Stored items:
——

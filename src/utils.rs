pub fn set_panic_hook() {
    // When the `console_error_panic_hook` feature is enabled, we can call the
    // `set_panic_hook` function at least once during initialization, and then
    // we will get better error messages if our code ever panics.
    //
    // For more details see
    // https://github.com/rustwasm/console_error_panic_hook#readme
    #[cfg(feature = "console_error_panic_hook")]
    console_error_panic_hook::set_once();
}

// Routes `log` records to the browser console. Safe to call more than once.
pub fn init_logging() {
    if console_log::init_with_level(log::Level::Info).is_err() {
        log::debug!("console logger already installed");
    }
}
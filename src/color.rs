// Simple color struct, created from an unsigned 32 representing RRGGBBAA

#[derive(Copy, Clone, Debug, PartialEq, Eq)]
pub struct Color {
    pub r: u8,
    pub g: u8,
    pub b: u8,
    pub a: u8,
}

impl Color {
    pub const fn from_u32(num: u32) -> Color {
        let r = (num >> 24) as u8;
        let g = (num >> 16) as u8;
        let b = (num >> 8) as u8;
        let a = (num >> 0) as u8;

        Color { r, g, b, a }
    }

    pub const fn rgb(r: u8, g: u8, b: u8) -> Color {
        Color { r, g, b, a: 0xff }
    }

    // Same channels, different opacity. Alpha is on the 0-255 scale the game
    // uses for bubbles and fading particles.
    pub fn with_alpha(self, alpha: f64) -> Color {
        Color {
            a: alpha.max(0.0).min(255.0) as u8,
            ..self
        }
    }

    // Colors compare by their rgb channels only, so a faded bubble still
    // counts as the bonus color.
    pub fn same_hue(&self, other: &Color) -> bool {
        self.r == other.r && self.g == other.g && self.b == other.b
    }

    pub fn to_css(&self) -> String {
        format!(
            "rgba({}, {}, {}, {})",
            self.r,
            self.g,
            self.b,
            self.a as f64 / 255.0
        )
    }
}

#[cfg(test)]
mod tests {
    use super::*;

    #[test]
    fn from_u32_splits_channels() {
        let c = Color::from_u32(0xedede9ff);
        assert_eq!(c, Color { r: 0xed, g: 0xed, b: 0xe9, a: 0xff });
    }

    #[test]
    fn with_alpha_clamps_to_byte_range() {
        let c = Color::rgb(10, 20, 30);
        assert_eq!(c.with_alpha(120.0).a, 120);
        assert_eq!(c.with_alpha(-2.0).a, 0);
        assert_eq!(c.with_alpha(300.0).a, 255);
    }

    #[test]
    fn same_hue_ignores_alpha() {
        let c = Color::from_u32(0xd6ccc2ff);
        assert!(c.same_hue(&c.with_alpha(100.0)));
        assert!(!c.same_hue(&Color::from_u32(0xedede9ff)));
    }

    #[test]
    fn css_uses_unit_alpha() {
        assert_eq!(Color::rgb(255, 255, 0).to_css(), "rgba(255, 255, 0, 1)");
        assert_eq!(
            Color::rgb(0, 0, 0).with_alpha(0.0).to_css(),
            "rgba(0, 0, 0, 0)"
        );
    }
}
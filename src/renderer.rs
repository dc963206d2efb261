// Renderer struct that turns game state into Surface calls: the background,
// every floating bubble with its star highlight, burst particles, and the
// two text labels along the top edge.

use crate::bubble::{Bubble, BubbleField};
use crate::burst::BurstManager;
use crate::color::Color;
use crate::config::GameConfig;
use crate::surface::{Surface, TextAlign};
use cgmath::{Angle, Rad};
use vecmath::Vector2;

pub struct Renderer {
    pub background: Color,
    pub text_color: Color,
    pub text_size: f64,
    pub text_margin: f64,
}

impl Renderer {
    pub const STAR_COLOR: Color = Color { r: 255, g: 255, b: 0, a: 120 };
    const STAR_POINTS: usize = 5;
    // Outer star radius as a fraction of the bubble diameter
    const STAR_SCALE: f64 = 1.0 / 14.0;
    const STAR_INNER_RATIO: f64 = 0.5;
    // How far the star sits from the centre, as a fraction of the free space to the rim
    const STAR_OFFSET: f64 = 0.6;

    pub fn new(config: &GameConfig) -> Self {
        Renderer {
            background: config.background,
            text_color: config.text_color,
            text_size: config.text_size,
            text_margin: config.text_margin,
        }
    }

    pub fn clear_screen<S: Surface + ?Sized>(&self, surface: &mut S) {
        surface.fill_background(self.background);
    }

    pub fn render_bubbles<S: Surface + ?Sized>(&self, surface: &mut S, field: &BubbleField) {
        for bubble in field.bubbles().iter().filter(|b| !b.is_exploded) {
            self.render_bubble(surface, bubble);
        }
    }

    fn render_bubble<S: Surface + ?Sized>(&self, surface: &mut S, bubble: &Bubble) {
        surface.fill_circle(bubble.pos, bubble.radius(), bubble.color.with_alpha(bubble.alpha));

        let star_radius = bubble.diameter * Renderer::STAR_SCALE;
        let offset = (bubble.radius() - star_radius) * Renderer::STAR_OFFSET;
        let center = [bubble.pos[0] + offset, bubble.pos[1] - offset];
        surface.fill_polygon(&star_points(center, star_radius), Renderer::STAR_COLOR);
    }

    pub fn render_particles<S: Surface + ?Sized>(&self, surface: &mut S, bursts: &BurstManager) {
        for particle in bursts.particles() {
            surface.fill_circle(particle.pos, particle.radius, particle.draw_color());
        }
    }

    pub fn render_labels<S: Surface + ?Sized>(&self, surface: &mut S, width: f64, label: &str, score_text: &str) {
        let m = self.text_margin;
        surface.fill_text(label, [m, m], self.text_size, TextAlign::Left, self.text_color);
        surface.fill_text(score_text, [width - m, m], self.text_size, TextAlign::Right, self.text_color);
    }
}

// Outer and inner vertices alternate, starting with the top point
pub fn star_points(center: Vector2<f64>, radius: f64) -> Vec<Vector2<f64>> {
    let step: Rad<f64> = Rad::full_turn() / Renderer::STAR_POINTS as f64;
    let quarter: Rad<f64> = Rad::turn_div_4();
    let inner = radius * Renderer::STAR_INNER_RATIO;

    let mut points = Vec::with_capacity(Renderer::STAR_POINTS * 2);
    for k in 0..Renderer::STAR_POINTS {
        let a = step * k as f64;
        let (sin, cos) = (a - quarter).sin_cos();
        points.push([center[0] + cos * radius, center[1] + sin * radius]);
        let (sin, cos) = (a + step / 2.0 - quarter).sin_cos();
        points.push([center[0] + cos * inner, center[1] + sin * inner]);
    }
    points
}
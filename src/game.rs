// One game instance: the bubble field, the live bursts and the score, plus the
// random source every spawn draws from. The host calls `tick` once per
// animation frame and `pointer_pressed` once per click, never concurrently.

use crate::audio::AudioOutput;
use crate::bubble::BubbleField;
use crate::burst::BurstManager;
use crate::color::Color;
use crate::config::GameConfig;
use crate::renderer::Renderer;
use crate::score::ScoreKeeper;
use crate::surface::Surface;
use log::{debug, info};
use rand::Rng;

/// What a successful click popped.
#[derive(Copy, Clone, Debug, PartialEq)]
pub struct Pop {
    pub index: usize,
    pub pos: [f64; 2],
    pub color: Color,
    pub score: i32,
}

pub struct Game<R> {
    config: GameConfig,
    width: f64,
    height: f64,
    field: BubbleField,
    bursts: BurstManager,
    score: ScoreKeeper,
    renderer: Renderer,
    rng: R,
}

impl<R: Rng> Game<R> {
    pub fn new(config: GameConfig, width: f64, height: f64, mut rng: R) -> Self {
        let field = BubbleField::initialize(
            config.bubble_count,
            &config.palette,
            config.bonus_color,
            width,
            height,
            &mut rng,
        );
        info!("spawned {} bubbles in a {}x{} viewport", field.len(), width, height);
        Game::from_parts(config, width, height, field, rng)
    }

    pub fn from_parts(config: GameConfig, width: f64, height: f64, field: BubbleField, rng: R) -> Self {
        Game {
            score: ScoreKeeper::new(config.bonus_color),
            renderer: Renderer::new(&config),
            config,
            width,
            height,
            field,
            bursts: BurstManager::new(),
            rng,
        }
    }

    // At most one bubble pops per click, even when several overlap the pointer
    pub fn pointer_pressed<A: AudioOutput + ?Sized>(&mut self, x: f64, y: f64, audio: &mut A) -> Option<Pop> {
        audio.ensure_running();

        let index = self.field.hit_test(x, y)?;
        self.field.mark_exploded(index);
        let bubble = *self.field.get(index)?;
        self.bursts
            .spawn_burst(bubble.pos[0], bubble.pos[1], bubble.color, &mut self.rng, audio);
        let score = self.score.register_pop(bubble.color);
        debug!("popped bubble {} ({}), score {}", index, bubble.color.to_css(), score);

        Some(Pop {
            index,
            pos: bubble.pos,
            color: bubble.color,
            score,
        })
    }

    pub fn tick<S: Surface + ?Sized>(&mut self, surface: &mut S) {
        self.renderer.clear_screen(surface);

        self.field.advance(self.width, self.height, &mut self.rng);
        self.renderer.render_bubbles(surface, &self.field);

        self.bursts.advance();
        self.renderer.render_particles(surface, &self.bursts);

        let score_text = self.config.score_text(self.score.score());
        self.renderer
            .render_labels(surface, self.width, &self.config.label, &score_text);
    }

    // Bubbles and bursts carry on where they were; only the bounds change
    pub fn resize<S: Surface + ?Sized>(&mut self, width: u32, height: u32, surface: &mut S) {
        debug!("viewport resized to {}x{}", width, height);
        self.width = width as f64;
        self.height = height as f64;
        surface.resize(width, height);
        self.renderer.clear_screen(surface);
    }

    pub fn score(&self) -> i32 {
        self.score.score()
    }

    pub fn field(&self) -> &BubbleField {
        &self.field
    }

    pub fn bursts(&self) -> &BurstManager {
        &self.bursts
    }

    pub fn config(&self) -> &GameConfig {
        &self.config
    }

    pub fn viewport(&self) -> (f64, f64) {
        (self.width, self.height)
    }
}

——

Instructions for the task: Each line of the entries where the string "rgba" occurs should be shown.

Expected answer:
            "rgba({}, {}, {}, {})",
        assert_eq!(Color::rgb(255, 255, 0).to_css(), "rgba(255, 255, 0, 1)");
            "rgba(0, 0, 0, 0)"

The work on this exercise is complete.